[[ RECORDS PROVIDED open ]]

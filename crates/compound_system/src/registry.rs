//! The runtime table of component records.

use crate::component::Component;
use crate::descriptor::ComponentDescriptor;
use crate::error::LoadFailure;
use crate::record::{ComponentRecord, ComponentState};
use compound_config::error::panic_message;
use indexmap::IndexMap;
use std::backtrace::Backtrace;
use std::panic::{self, AssertUnwindSafe};

/// Outcome of [`ComponentRegistry::teardown`].
#[derive(Debug, Clone, Default, PartialEq, Eq)]
pub struct TeardownReport {
    /// Components whose unload hook succeeded, in unload order.
    pub unloaded: Vec<String>,
    /// Components whose unload hook failed or panicked, in unload order.
    pub failed: Vec<String>,
}

/// Every component's record, in catalog order, plus the order in which
/// components loaded.
///
/// Lookups by name are for loaded components only. Looking up an unknown or
/// unloaded component is a usage error and panics; check
/// [`state`](Self::state) first, or use [`try_get`](Self::try_get).
pub struct ComponentRegistry {
    records: IndexMap<String, ComponentRecord>,
    load_order: Vec<String>,
    torn_down: bool,
}

impl core::fmt::Debug for ComponentRegistry {
    fn fmt(&self, f: &mut core::fmt::Formatter<'_>) -> core::fmt::Result {
        f.debug_struct("ComponentRegistry")
            .field("records", &self.records.values().collect::<Vec<_>>())
            .field("load_order", &self.load_order)
            .field("torn_down", &self.torn_down)
            .finish()
    }
}

#[cold]
#[track_caller]
fn lookup_failed(name: &str, state: Option<ComponentState>) -> ! {
    match state {
        None => panic!("Component '{name}' is not registered."),
        Some(state) => panic!(
            "Component '{name}' is {state}, not loaded.\n\
             Check the component's state before looking it up."
        ),
    }
}

impl ComponentRegistry {
    /// Creates a registry with one pending record per descriptor.
    pub(crate) fn new<'a>(descriptors: impl IntoIterator<Item = &'a ComponentDescriptor>) -> Self {
        let records = descriptors
            .into_iter()
            .map(|descriptor| {
                (
                    descriptor.name().to_owned(),
                    ComponentRecord::new(descriptor.name(), descriptor.description()),
                )
            })
            .collect();
        Self {
            records,
            load_order: Vec::new(),
            torn_down: false,
        }
    }

    pub(crate) fn mark_loaded(&mut self, name: &str, instance: Box<dyn Component>) {
        if let Some(record) = self.records.get_mut(name) {
            record.mark_loaded(instance);
            self.load_order.push(name.to_owned());
        }
    }

    pub(crate) fn mark_failed(
        &mut self,
        name: &str,
        failure: LoadFailure,
        instance: Option<Box<dyn Component>>,
        trace: Option<String>,
    ) {
        if let Some(record) = self.records.get_mut(name) {
            record.mark_failed(failure, instance, trace);
        }
    }

    // ─────────────────────────────────────────────────────────────────────────
    // Lookup
    // ─────────────────────────────────────────────────────────────────────────

    /// Returns the loaded component named `name`.
    ///
    /// # Panics
    ///
    /// If `name` is unknown or not loaded.
    #[must_use]
    #[track_caller]
    pub fn get(&self, name: &str) -> &dyn Component {
        match self.try_get(name) {
            Some(component) => component,
            None => lookup_failed(name, self.state(name)),
        }
    }

    /// Returns the loaded component named `name`, mutably.
    ///
    /// # Panics
    ///
    /// If `name` is unknown or not loaded.
    #[must_use]
    #[track_caller]
    pub fn get_mut(&mut self, name: &str) -> &mut dyn Component {
        let state = self.state(name);
        match self
            .records
            .get_mut(name)
            .and_then(ComponentRecord::loaded_instance_mut)
        {
            Some(component) => component,
            None => lookup_failed(name, state),
        }
    }

    /// Returns the loaded component named `name` as a `T`.
    ///
    /// # Panics
    ///
    /// If `name` is unknown, not loaded, or not a `T`.
    #[must_use]
    #[track_caller]
    pub fn get_as<T: Component>(&self, name: &str) -> &T {
        match self.get(name).downcast_ref::<T>() {
            Some(component) => component,
            None => panic!(
                "Component '{name}' is not a '{}'.",
                core::any::type_name::<T>()
            ),
        }
    }

    /// Returns the loaded component named `name` as a mutable `T`.
    ///
    /// # Panics
    ///
    /// If `name` is unknown, not loaded, or not a `T`.
    #[must_use]
    #[track_caller]
    pub fn get_as_mut<T: Component>(&mut self, name: &str) -> &mut T {
        match self.get_mut(name).downcast_mut::<T>() {
            Some(component) => component,
            None => panic!(
                "Component '{name}' is not a '{}'.",
                core::any::type_name::<T>()
            ),
        }
    }

    /// Returns the loaded component named `name`, or `None`.
    #[must_use]
    pub fn try_get(&self, name: &str) -> Option<&dyn Component> {
        self.records
            .get(name)
            .and_then(ComponentRecord::loaded_instance)
    }

    /// Returns the state of `name`, or `None` if it is unknown.
    #[must_use]
    pub fn state(&self, name: &str) -> Option<ComponentState> {
        self.records.get(name).map(ComponentRecord::state)
    }

    /// Returns the record of `name`.
    #[must_use]
    pub fn record(&self, name: &str) -> Option<&ComponentRecord> {
        self.records.get(name)
    }

    /// Returns every record in catalog order.
    pub fn records(&self) -> impl Iterator<Item = &ComponentRecord> {
        self.records.values()
    }

    /// Returns true if `name` is registered.
    #[must_use]
    pub fn contains(&self, name: &str) -> bool {
        self.records.contains_key(name)
    }

    /// Returns the number of records.
    #[must_use]
    pub fn len(&self) -> usize {
        self.records.len()
    }

    /// Returns true if there are no records.
    #[must_use]
    pub fn is_empty(&self) -> bool {
        self.records.is_empty()
    }

    /// Returns loaded component names in catalog order.
    pub fn loaded(&self) -> impl Iterator<Item = &str> {
        self.in_state(ComponentState::Loaded)
    }

    /// Returns failed component names in catalog order.
    pub fn failed(&self) -> impl Iterator<Item = &str> {
        self.in_state(ComponentState::Failed)
    }

    /// Returns pending component names in catalog order.
    pub fn pending(&self) -> impl Iterator<Item = &str> {
        self.in_state(ComponentState::Pending)
    }

    /// Returns loaded component names in the order they loaded.
    #[must_use]
    pub fn load_order(&self) -> &[String] {
        &self.load_order
    }

    fn in_state(&self, state: ComponentState) -> impl Iterator<Item = &str> {
        self.records
            .values()
            .filter(move |record| record.state() == state)
            .map(ComponentRecord::name)
    }

    // ─────────────────────────────────────────────────────────────────────────
    // Teardown
    // ─────────────────────────────────────────────────────────────────────────

    /// Returns true once [`teardown`](Self::teardown) has run.
    #[must_use]
    pub fn is_torn_down(&self) -> bool {
        self.torn_down
    }

    /// Unloads loaded components in reverse load order.
    ///
    /// An unload error or panic is logged and recorded on the component's
    /// record, and teardown moves on to the next component. States are
    /// left as they are.
    ///
    /// # Panics
    ///
    /// If called more than once.
    pub fn teardown(&mut self) -> TeardownReport {
        if self.torn_down {
            panic!("ComponentRegistry::teardown() was already called. Cannot tear down twice.");
        }
        self.torn_down = true;

        let mut report = TeardownReport::default();
        for name in self.load_order.iter().rev() {
            let Some(record) = self.records.get_mut(name) else {
                continue;
            };
            let Some(hooks) = record
                .loaded_instance_mut()
                .and_then(|component| component.lifecycle())
            else {
                continue;
            };

            tracing::info!(component = %name, "unloading component");
            let (failure, trace) = match panic::catch_unwind(AssertUnwindSafe(|| hooks.unload())) {
                Ok(Ok(())) => {
                    report.unloaded.push(name.clone());
                    continue;
                }
                Ok(Err(err)) => (
                    LoadFailure::Unload {
                        reason: err.to_string(),
                    },
                    format!("{err:?}"),
                ),
                Err(payload) => (
                    LoadFailure::Unload {
                        reason: format!("panicked: {}", panic_message(&*payload)),
                    },
                    Backtrace::force_capture().to_string(),
                ),
            };

            tracing::error!(component = %name, reason = %failure, "error when unloading component");
            record.record_failure(failure, Some(trace));
            report.failed.push(name.clone());
        }
        report
    }
}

[[ RECORDS PROVIDED closed ]]

GOAL OF THE EXERCISE. Whenever a line in the entries holds the word "they", copy that line.

OUTPUT OF THE EXERCISE.
    /// Returns loaded component names in the order they loaded.
    /// left as they are.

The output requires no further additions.